→ What you are asked to do
Tally how many lines in the data below include "NotFinite", then please reply with only that figure.

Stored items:
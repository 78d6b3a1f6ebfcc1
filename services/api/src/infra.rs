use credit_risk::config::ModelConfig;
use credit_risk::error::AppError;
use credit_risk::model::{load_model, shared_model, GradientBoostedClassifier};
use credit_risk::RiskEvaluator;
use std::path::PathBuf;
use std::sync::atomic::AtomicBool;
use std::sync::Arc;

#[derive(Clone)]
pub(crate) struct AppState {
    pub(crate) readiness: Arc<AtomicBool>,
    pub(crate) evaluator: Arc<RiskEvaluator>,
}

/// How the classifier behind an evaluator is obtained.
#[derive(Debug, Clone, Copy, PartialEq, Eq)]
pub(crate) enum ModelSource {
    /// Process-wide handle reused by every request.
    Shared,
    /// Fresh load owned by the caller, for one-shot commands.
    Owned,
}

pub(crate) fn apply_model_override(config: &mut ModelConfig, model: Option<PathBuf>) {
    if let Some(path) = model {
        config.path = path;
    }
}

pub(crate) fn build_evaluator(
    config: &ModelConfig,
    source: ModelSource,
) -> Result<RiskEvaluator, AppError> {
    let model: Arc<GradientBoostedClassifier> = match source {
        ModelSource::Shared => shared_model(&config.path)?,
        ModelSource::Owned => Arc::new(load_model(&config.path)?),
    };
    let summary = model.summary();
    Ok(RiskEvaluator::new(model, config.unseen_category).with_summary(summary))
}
...
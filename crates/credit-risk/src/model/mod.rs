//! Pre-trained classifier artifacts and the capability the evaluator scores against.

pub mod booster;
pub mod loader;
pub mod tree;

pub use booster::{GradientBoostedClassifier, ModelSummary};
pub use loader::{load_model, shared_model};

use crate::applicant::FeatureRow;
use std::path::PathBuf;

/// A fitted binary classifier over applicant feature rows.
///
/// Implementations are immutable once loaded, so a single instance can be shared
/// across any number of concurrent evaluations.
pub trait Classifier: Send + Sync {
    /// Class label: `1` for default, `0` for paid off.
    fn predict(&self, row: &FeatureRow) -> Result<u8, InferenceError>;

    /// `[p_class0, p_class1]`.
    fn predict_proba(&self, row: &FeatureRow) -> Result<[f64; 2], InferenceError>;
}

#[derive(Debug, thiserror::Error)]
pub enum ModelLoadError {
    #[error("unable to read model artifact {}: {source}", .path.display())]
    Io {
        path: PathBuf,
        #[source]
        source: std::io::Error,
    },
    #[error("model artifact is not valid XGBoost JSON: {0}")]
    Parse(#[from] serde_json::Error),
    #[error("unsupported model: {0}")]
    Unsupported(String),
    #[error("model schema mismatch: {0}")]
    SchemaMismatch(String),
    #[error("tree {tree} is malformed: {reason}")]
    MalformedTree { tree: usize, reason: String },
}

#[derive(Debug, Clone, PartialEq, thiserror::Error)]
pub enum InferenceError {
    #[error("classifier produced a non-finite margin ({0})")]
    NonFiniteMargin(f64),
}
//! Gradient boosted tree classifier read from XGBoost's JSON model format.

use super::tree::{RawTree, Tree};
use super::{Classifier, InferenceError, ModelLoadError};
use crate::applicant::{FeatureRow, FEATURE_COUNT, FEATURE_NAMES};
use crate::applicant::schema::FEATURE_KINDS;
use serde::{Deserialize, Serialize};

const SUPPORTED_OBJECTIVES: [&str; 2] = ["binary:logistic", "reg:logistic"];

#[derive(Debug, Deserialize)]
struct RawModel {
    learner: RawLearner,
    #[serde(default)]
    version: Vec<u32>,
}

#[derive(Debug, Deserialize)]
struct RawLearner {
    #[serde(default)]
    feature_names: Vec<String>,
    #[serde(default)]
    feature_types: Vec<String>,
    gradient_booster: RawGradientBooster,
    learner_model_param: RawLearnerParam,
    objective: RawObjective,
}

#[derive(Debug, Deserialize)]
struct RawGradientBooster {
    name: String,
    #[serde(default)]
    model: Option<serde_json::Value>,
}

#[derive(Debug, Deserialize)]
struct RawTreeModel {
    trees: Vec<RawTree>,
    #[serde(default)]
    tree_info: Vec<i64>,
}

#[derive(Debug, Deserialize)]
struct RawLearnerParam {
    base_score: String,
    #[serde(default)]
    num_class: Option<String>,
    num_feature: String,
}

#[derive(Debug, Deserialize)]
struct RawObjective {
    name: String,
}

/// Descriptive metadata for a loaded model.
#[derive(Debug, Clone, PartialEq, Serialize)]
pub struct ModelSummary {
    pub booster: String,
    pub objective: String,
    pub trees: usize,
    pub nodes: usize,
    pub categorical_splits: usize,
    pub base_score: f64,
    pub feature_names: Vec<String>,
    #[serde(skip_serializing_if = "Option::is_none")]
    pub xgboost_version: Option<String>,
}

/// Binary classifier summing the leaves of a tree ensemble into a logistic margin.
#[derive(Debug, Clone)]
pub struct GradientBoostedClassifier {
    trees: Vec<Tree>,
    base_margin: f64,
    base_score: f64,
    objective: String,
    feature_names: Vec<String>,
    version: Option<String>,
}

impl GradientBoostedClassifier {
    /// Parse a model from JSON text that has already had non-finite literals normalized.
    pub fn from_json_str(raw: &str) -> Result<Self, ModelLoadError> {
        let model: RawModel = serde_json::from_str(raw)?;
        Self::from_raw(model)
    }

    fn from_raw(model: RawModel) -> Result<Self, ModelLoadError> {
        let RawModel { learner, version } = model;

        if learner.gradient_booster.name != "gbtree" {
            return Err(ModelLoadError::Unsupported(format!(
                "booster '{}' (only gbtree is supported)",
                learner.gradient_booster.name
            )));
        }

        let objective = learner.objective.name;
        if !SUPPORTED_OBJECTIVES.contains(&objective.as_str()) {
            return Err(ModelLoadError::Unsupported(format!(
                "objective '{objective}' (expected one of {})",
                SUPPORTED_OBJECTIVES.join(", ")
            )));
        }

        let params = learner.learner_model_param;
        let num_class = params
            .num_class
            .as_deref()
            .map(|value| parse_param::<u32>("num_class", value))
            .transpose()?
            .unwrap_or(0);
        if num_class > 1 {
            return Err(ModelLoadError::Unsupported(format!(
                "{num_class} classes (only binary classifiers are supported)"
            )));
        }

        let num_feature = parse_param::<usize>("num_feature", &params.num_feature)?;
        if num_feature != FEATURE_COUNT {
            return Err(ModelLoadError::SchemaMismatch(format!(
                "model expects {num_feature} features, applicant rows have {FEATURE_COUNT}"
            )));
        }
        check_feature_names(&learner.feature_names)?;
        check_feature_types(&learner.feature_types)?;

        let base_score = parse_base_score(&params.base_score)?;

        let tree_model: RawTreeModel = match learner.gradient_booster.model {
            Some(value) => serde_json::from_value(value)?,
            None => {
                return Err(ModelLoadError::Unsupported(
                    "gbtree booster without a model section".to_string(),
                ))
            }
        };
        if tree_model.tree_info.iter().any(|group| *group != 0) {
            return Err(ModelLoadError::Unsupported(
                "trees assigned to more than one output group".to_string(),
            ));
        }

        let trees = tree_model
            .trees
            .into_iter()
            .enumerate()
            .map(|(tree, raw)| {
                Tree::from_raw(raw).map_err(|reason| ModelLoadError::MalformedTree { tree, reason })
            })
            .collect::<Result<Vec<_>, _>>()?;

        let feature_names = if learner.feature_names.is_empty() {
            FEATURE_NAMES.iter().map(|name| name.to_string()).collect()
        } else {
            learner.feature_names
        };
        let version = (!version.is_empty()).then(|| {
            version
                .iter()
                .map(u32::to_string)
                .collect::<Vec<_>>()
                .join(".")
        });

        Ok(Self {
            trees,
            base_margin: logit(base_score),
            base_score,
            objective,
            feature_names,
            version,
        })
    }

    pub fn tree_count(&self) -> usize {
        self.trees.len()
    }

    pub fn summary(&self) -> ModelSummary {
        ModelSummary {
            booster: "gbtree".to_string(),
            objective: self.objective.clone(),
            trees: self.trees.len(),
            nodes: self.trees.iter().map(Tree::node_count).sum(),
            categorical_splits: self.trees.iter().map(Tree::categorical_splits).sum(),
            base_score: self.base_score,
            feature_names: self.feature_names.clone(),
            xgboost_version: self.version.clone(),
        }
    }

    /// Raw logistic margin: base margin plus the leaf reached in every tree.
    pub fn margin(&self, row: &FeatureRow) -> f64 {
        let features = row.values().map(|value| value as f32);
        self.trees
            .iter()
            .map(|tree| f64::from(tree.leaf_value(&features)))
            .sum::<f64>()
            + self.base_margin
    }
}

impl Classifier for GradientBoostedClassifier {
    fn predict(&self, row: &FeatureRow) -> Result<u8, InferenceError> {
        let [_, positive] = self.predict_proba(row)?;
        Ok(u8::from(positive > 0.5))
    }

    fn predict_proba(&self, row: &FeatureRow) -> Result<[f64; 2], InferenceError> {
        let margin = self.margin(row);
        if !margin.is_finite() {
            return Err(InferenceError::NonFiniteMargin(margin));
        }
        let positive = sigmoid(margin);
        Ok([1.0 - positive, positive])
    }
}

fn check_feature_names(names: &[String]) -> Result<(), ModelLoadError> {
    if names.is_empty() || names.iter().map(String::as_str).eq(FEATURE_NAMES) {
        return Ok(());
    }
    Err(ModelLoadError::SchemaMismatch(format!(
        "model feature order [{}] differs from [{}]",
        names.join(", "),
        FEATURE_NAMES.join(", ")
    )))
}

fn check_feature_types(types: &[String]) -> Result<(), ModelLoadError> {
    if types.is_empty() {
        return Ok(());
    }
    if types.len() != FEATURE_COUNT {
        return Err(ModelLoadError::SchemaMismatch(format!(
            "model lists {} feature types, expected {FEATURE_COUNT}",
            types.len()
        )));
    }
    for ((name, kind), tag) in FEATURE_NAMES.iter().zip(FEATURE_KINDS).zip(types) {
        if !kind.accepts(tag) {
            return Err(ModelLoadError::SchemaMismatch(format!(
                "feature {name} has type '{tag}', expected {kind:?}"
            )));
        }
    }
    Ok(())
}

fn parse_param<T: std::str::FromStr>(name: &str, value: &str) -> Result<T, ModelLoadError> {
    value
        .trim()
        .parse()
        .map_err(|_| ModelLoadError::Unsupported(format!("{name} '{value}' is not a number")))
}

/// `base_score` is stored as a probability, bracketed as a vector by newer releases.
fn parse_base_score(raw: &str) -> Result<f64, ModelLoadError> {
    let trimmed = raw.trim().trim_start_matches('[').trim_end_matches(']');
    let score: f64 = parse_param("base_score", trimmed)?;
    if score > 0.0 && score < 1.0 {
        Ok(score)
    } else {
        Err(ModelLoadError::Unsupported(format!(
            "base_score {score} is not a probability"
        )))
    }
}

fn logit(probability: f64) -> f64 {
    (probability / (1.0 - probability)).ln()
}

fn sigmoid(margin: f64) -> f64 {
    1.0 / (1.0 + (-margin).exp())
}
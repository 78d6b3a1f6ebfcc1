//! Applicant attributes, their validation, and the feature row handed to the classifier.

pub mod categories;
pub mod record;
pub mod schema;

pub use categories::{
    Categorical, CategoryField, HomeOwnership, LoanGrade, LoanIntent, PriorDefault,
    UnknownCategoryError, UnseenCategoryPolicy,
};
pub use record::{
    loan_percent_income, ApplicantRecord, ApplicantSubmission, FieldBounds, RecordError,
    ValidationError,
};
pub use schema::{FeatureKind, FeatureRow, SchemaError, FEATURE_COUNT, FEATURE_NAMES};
--
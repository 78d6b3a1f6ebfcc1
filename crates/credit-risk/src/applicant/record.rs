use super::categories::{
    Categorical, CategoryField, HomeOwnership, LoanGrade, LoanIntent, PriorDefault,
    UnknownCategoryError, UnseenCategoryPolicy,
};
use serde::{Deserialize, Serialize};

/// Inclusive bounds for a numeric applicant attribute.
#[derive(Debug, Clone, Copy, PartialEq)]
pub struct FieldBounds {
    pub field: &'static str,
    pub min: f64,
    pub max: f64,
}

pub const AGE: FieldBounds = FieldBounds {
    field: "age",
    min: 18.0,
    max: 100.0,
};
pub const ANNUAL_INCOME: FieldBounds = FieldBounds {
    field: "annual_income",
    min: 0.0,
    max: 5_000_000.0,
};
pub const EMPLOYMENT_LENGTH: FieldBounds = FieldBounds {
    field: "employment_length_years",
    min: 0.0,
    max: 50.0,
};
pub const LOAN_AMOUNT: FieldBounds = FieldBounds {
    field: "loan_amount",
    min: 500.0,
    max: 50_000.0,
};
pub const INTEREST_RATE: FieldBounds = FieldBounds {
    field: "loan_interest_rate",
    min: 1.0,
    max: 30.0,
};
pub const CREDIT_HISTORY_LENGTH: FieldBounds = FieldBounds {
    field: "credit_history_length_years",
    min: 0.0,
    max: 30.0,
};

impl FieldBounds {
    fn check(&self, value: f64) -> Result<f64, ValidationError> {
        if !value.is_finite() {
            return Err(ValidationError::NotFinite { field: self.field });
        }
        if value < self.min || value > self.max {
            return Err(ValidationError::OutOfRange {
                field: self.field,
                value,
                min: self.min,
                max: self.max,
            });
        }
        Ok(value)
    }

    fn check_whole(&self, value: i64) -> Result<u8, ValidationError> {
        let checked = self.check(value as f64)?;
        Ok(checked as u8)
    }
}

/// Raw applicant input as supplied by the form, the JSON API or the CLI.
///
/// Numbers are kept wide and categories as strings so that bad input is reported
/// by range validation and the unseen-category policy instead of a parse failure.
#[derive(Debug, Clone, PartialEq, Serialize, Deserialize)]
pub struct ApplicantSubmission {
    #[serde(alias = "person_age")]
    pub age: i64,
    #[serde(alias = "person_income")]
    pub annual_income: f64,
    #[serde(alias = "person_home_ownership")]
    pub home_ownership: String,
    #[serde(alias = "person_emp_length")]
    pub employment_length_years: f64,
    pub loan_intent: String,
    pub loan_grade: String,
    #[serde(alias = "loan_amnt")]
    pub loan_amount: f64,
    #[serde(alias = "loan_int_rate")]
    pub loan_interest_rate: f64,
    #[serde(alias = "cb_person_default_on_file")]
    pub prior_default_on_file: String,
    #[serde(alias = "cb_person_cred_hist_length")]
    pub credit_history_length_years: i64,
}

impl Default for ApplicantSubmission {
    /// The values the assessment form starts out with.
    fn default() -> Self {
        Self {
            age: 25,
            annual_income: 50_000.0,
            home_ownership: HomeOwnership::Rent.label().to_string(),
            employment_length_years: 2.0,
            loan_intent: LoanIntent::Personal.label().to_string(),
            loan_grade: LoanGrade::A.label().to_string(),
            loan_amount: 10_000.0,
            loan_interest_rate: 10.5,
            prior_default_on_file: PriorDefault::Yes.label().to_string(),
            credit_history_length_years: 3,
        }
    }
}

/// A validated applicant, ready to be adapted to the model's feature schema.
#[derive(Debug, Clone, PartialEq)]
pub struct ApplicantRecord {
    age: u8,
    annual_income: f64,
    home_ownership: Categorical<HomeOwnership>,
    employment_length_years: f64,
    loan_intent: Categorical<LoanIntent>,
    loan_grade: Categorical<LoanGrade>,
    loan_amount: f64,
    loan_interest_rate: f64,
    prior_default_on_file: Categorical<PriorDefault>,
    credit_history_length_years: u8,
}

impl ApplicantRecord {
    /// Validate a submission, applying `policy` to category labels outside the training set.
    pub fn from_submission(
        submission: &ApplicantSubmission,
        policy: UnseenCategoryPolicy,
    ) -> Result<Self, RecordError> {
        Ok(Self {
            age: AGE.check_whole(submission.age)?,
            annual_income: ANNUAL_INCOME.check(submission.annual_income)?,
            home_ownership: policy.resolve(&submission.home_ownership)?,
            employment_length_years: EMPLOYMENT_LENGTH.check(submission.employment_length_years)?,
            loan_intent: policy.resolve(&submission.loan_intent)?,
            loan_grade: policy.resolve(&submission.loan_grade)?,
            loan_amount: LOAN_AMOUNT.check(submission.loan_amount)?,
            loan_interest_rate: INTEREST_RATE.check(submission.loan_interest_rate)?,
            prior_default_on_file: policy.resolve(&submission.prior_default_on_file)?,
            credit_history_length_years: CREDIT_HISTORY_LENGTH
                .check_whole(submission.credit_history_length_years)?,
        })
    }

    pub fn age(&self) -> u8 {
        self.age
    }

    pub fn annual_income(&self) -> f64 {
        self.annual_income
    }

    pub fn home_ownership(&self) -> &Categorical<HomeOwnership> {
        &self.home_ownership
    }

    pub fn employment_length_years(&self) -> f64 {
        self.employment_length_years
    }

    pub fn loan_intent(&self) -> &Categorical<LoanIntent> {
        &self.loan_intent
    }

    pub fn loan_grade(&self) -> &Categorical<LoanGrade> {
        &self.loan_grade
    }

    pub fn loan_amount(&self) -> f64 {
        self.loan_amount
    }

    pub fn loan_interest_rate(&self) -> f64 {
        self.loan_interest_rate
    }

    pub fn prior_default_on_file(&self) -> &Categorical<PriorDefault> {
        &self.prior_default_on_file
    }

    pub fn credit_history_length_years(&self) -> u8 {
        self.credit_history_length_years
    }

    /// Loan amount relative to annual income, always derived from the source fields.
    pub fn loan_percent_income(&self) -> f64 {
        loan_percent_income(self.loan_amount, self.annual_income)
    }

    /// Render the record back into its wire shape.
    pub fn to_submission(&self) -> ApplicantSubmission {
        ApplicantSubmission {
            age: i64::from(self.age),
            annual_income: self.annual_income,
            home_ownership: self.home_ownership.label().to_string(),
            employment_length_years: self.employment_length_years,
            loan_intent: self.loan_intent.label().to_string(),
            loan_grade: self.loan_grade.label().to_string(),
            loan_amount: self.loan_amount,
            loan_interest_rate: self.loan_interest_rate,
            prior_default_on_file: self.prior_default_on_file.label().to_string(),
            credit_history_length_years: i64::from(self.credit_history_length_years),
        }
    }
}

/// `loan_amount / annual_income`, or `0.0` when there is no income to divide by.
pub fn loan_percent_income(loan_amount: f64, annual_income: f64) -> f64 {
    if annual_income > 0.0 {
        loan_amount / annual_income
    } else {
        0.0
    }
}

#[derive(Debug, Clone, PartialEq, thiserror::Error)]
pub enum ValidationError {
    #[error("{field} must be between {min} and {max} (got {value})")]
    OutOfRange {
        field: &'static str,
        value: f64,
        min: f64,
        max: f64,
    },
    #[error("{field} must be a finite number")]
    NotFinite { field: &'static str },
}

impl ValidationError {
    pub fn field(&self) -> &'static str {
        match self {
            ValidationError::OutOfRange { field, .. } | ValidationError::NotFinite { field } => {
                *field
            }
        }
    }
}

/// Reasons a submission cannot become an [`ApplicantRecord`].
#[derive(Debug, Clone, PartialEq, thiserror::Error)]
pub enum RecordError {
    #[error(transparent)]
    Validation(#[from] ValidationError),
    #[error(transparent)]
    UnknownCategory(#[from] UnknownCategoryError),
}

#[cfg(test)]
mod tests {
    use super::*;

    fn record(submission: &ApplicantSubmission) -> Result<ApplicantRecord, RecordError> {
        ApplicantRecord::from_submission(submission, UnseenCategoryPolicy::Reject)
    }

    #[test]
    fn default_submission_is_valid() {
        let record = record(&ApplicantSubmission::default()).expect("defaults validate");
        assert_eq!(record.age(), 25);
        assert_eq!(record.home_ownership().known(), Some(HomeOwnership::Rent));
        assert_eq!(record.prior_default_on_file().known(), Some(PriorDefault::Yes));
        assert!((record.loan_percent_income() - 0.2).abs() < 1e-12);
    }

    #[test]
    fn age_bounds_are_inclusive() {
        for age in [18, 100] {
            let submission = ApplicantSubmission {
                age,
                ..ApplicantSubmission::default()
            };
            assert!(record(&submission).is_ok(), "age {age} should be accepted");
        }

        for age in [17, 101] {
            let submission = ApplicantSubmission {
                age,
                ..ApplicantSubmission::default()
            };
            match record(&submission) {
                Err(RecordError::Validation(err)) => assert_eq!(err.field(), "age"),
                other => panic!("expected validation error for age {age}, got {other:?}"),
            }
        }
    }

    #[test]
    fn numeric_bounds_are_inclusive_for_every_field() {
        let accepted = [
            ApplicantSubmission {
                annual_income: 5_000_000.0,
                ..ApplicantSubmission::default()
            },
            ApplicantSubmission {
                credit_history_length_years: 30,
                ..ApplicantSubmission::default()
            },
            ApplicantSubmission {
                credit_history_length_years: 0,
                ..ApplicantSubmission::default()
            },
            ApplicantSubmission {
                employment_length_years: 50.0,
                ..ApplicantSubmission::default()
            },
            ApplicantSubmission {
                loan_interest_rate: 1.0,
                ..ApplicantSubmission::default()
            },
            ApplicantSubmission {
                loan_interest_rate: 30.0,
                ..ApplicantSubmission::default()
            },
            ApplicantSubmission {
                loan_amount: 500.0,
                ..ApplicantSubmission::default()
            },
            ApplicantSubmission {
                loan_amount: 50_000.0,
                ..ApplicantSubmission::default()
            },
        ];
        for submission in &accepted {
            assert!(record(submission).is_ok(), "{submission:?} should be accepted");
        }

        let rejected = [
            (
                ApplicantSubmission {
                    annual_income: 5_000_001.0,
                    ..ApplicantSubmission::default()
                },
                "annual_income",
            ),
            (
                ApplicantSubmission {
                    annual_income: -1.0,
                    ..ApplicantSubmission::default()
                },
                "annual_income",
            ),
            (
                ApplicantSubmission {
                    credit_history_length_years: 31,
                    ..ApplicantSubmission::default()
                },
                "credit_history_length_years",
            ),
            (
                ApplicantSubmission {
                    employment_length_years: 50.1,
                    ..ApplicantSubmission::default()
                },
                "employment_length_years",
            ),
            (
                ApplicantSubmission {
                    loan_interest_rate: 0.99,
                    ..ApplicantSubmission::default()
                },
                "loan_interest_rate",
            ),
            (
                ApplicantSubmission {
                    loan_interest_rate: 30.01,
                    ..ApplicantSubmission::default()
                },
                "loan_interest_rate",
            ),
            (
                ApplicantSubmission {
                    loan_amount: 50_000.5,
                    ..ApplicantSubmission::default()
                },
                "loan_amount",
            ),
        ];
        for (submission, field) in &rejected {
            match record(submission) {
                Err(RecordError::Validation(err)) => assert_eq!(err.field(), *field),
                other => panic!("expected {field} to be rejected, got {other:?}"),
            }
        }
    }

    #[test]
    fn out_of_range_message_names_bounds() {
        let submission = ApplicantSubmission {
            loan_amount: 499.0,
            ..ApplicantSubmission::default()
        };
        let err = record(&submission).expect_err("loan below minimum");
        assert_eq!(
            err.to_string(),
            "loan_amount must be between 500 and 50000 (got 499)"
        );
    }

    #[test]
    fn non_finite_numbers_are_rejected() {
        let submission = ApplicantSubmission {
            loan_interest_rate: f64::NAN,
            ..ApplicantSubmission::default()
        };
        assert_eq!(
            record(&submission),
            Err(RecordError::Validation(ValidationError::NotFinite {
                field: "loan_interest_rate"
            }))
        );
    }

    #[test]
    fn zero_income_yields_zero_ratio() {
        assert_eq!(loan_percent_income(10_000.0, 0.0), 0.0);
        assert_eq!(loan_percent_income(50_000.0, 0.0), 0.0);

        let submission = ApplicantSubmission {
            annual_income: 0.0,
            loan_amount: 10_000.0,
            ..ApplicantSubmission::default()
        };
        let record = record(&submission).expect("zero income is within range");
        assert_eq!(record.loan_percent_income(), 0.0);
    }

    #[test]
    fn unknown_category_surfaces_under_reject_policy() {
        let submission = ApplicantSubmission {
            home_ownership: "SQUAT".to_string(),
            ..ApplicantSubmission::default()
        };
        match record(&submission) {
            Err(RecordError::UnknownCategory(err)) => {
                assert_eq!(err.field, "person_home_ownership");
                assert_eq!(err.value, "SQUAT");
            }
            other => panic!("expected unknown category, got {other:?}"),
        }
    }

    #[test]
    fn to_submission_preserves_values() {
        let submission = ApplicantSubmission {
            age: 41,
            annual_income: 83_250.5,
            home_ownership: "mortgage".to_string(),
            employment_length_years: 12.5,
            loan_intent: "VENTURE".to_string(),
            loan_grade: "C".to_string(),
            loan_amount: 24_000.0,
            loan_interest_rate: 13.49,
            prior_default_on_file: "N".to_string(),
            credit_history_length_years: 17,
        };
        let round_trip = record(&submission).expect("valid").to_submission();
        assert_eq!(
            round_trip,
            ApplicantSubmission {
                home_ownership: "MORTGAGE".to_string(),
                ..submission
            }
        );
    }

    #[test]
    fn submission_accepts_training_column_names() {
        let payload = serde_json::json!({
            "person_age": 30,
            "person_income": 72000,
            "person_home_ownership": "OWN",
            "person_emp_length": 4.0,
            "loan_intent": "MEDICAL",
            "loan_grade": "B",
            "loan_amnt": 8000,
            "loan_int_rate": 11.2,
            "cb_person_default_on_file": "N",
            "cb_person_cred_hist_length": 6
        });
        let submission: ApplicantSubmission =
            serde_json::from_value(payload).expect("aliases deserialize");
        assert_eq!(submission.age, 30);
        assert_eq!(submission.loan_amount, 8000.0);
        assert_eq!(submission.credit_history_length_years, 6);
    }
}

→ Output of the exercise
4